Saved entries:
//! The published, immutable catalog of one schema document.
//!
//! A [`Catalog`] owns every parsed node in an arena and exposes two lookup
//! structures over the same nodes:
//!
//! - a positional map keyed by [`NodeKey`], unique per document;
//! - a name cross-reference mapping declared names to nodes.
//!
//! Both maps store [`NodeId`]s, so resolving the same name twice yields the
//! same node identity.

use indexmap::IndexMap;
use serde::Deserialize;

use crate::{
    kind::ConstructKind,
    name::Name,
    node::{Element, Node, NodeId, NodeKey, SchemaNode},
};

/// How named simple types fold their base types' facets.
#[derive(Debug, Clone, Copy, Default, PartialEq, Eq, Deserialize)]
#[serde(rename_all = "snake_case")]
pub enum FlattenMode {
    /// One pass in declaration order, removing a single level of indirection
    /// per type.
    #[default]
    SingleHop,
    /// Repeat the pass until no type's base names another named simple type.
    Fixpoint,
}

/// A fully resolved schema catalog.
#[derive(Debug, Clone)]
pub struct Catalog {
    nodes: Vec<Node>,
    origins: Vec<NodeKey>,
    positions: IndexMap<NodeKey, NodeId>,
    names: IndexMap<Name, NodeId>,
    definition_root: NodeId,
    flatten_mode: FlattenMode,
}

impl Catalog {
    /// Assembles a catalog from the parts produced by a completed build.
    ///
    /// `origins[i]` is the source key of `nodes[i]`; for nodes derived during
    /// substitution it is the key of the declaration they were derived from.
    ///
    /// # Panics
    ///
    /// Panics if `nodes` and `origins` differ in length or `definition_root`
    /// is not an element in the arena.
    pub fn new(
        nodes: Vec<Node>,
        origins: Vec<NodeKey>,
        positions: IndexMap<NodeKey, NodeId>,
        names: IndexMap<Name, NodeId>,
        definition_root: NodeId,
        flatten_mode: FlattenMode,
    ) -> Self {
        assert_eq!(nodes.len(), origins.len(), "every node needs an origin");
        assert!(
            matches!(nodes.get(definition_root.index()), Some(Node::Element(_))),
            "definition root must be an element"
        );
        Self {
            nodes,
            origins,
            positions,
            names,
            definition_root,
            flatten_mode,
        }
    }

    /// Number of nodes in the arena, including substituted copies.
    pub fn len(&self) -> usize {
        self.nodes.len()
    }

    pub fn is_empty(&self) -> bool {
        self.nodes.is_empty()
    }

    /// The node with the given identifier.
    ///
    /// # Panics
    ///
    /// Panics if `id` does not belong to this catalog.
    pub fn node(&self, id: NodeId) -> &Node {
        &self.nodes[id.index()]
    }

    /// The source key a node was parsed from (or derived from).
    pub fn origin(&self, id: NodeId) -> NodeKey {
        self.origins[id.index()]
    }

    /// Looks up the construct at an exact positional key.
    pub fn get(&self, key: &NodeKey) -> Option<NodeId> {
        self.positions.get(key).copied()
    }

    /// Looks up the construct of `kind` starting at byte `offset`.
    pub fn lookup(&self, kind: ConstructKind, offset: usize) -> Option<NodeId> {
        self.positions
            .iter()
            .find(|(key, _)| key.kind() == kind && key.offset() == offset)
            .map(|(_, id)| *id)
    }

    /// All constructs of `kind` whose start tag is on 1-based `line`, in
    /// document order.
    pub fn at_line(&self, kind: ConstructKind, line: u32) -> impl Iterator<Item = NodeId> + '_ {
        self.positions
            .iter()
            .filter(move |(key, _)| key.kind() == kind && key.line() == line)
            .map(|(_, id)| *id)
    }

    /// Resolves a declared name through the cross-reference.
    ///
    /// A namespace prefix on `name` is ignored.
    pub fn resolve(&self, name: &str) -> Option<NodeId> {
        self.names.get(&Name::local(name)).copied()
    }

    /// Resolves a declared name and returns the node only if it has `kind`.
    pub fn resolve_kind(&self, name: &str, kind: ConstructKind) -> Option<&Node> {
        self.resolve(name)
            .map(|id| self.node(id))
            .filter(|node| node.kind() == kind)
    }

    /// Iterates the positional map in insertion (pass) order.
    pub fn positions(&self) -> impl Iterator<Item = (&NodeKey, NodeId)> {
        self.positions.iter().map(|(key, id)| (key, *id))
    }

    /// Iterates the name cross-reference in insertion order.
    pub fn names(&self) -> impl Iterator<Item = (Name, NodeId)> + '_ {
        self.names.iter().map(|(name, id)| (*name, *id))
    }

    /// Identifier of the resolved definition root element.
    pub fn definition_root_id(&self) -> NodeId {
        self.definition_root
    }

    /// The resolved definition root element.
    pub fn definition_root(&self) -> &Element {
        match self.node(self.definition_root) {
            Node::Element(element) => element,
            // `new` rejects any other kind.
            _ => unreachable!("definition root is always an element"),
        }
    }

    /// The definition root's children with their nodes, in order.
    pub fn definition_children(&self) -> impl Iterator<Item = (NodeId, &Node)> {
        self.definition_root()
            .children()
            .iter()
            .map(|id| (*id, self.node(*id)))
    }

    /// The flattening mode this catalog was built with.
    pub fn flatten_mode(&self) -> FlattenMode {
        self.flatten_mode
    }
}

#[cfg(test)]
mod tests {
    use super::*;
    use crate::node::{Attribute, ComplexType};

    fn sample() -> Catalog {
        let flag_key = NodeKey::new(ConstructKind::Attribute, 40, 3);
        let type_key = NodeKey::new(ConstructKind::ComplexType, 20, 2);
        let root_key = NodeKey::new(ConstructKind::Element, 80, 6);

        let flag = Node::Attribute(Attribute::new(Some(Name::new("flag")), Name::new("NX_BOOLEAN")));
        let group_type = Node::ComplexType(ComplexType::new(
            Name::new("groupType"),
            None,
            vec![NodeId::new(0)],
        ));
        let declared = Element::new(Some(Name::new("definition")), Some(Name::new("groupType")));
        let mut root = declared.clone();
        root.extend_children(&[NodeId::new(0)]);

        let nodes = vec![
            flag,
            group_type,
            Node::Element(declared),
            Node::Element(root),
        ];
        let origins = vec![flag_key, type_key, root_key, root_key];
        let positions = IndexMap::from([
            (flag_key, NodeId::new(0)),
            (type_key, NodeId::new(1)),
            (root_key, NodeId::new(2)),
        ]);
        let names = IndexMap::from([(Name::new("groupType"), NodeId::new(1))]);

        Catalog::new(
            nodes,
            origins,
            positions,
            names,
            NodeId::new(3),
            FlattenMode::default(),
        )
    }

    #[test]
    fn test_lookups() {
        let catalog = sample();

        assert_eq!(catalog.len(), 4);
        assert_eq!(catalog.lookup(ConstructKind::Attribute, 40), Some(NodeId::new(0)));
        assert_eq!(catalog.lookup(ConstructKind::Element, 40), None);
        assert_eq!(
            catalog.at_line(ConstructKind::ComplexType, 2).collect::<Vec<_>>(),
            vec![NodeId::new(1)]
        );
        assert_eq!(catalog.resolve("nx:groupType"), Some(NodeId::new(1)));
        assert!(catalog.resolve_kind("groupType", ConstructKind::SimpleType).is_none());
        assert!(catalog.resolve_kind("groupType", ConstructKind::ComplexType).is_some());
    }

    #[test]
    fn test_resolve_identity() {
        let catalog = sample();
        assert_eq!(catalog.resolve("groupType"), catalog.resolve("groupType"));
    }

    #[test]
    fn test_definition_root() {
        let catalog = sample();
        let root = catalog.definition_root();

        assert_eq!(root.name(), Some(Name::new("definition")));
        assert_eq!(root.children(), [NodeId::new(0)]);
        assert_eq!(catalog.origin(catalog.definition_root_id()).line(), 6);
        let children: Vec<_> = catalog.definition_children().map(|(id, _)| id).collect();
        assert_eq!(children, vec![NodeId::new(0)]);
    }

    #[test]
    #[should_panic(expected = "definition root must be an element")]
    fn test_new_rejects_non_element_root() {
        let key = NodeKey::new(ConstructKind::Attribute, 0, 1);
        Catalog::new(
            vec![Node::Attribute(Attribute::new(None, Name::new("NX_CHAR")))],
            vec![key],
            IndexMap::new(),
            IndexMap::new(),
            NodeId::new(0),
            FlattenMode::SingleHop,
        );
    }
}
//! Node parsers, one per construct kind.
//!
//! Each parser turns a single XML Schema element of its kind into the
//! matching value type from `nxschema_core`. Parsers walk a fixed set of
//! permitted child elements and reject everything else with `E100`, so an
//! unsupported schema shape is never silently dropped.

mod attribute;
mod attribute_group;
mod element;
mod facets;
mod group;
mod simple_type;

pub(crate) use attribute::parse_attribute;
pub(crate) use attribute_group::parse_attribute_group;
pub(crate) use element::parse_element;
pub(crate) use group::parse_group;
pub(crate) use simple_type::parse_simple_type;

use roxmltree::Node as XmlNode;

use nxschema_core::{Name, Occurs};

use crate::{document::SchemaDocument, error::Result, tag::XSD_NAMESPACE};

/// Reads a `type`/`base`/`ref` pointer as a [`qualified_name`].
pub(crate) fn reference(xml: XmlNode<'_, '_>, attribute: &str) -> Option<Name> {
    xml.attribute(attribute)
        .map(|value| qualified_name(xml, value))
}

/// Resolves a QName value in the scope of `xml`.
///
/// Names in the XML Schema namespace are built-in types and keep a canonical
/// `xs:` prefix, so they never resolve against declared names. Any other
/// prefix is removed.
pub(crate) fn qualified_name(xml: XmlNode<'_, '_>, value: &str) -> Name {
    let (prefix, local) = match value.split_once(':') {
        Some((prefix, local)) => (Some(prefix), local),
        None => (None, value),
    };
    if xml.lookup_namespace_uri(prefix) == Some(XSD_NAMESPACE) {
        Name::new(&format!("xs:{local}"))
    } else {
        Name::new(local)
    }
}

/// Reads the `name` attribute of a construct that must be named.
///
/// # Errors
///
/// `E103` when the attribute is absent.
pub(crate) fn required_name(doc: &SchemaDocument<'_>, xml: XmlNode<'_, '_>) -> Result<Name> {
    xml.attribute("name")
        .map(Name::new)
        .ok_or_else(|| doc.missing_attribute(xml, "name"))
}

/// Reads the `minOccurs`/`maxOccurs` bounds of an element or group.
fn occurs(
    doc: &SchemaDocument<'_>,
    xml: XmlNode<'_, '_>,
) -> Result<(Option<Occurs>, Option<Occurs>)> {
    let bound = |attribute: &str| {
        xml.attribute(attribute)
            .map(|value| {
                value
                    .parse::<Occurs>()
                    .map_err(|err| doc.invalid_facet(xml, format!("{attribute}: {err}")))
            })
            .transpose()
    };
    Ok((bound("minOccurs")?, bound("maxOccurs")?))
}

#[cfg(test)]
mod tests {
    use super::*;

    #[test]
    fn test_qualified_name() {
        let source = r#"<xs:schema xmlns:xs="http://www.w3.org/2001/XMLSchema" xmlns:nx="urn:nx">
  <xs:attribute name="a" type="nx:NX_CHAR"/>
  <xs:attribute name="b" type="xs:string"/>
  <xs:attribute name="c" type="NX_INT"/>
  <xsd:attribute xmlns:xsd="http://www.w3.org/2001/XMLSchema" name="d" type="xsd:token"/>
</xs:schema>"#;
        let doc = roxmltree::Document::parse(source).unwrap();
        let types: Vec<_> = doc
            .root_element()
            .children()
            .filter(|child| child.is_element())
            .filter_map(|child| reference(child, "type"))
            .collect();

        assert_eq!(
            types,
            [
                Name::new("NX_CHAR"),
                Name::new("xs:string"),
                Name::new("NX_INT"),
                Name::new("xs:token"),
            ]
        );
    }
}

Your instructions :: Show every line of the entries above where the word "Panics" occurs.

Output below ::
    /// # Panics
    /// Panics if `nodes` and `origins` differ in length or `definition_root`
    /// # Panics
    /// Panics if `id` does not belong to this catalog.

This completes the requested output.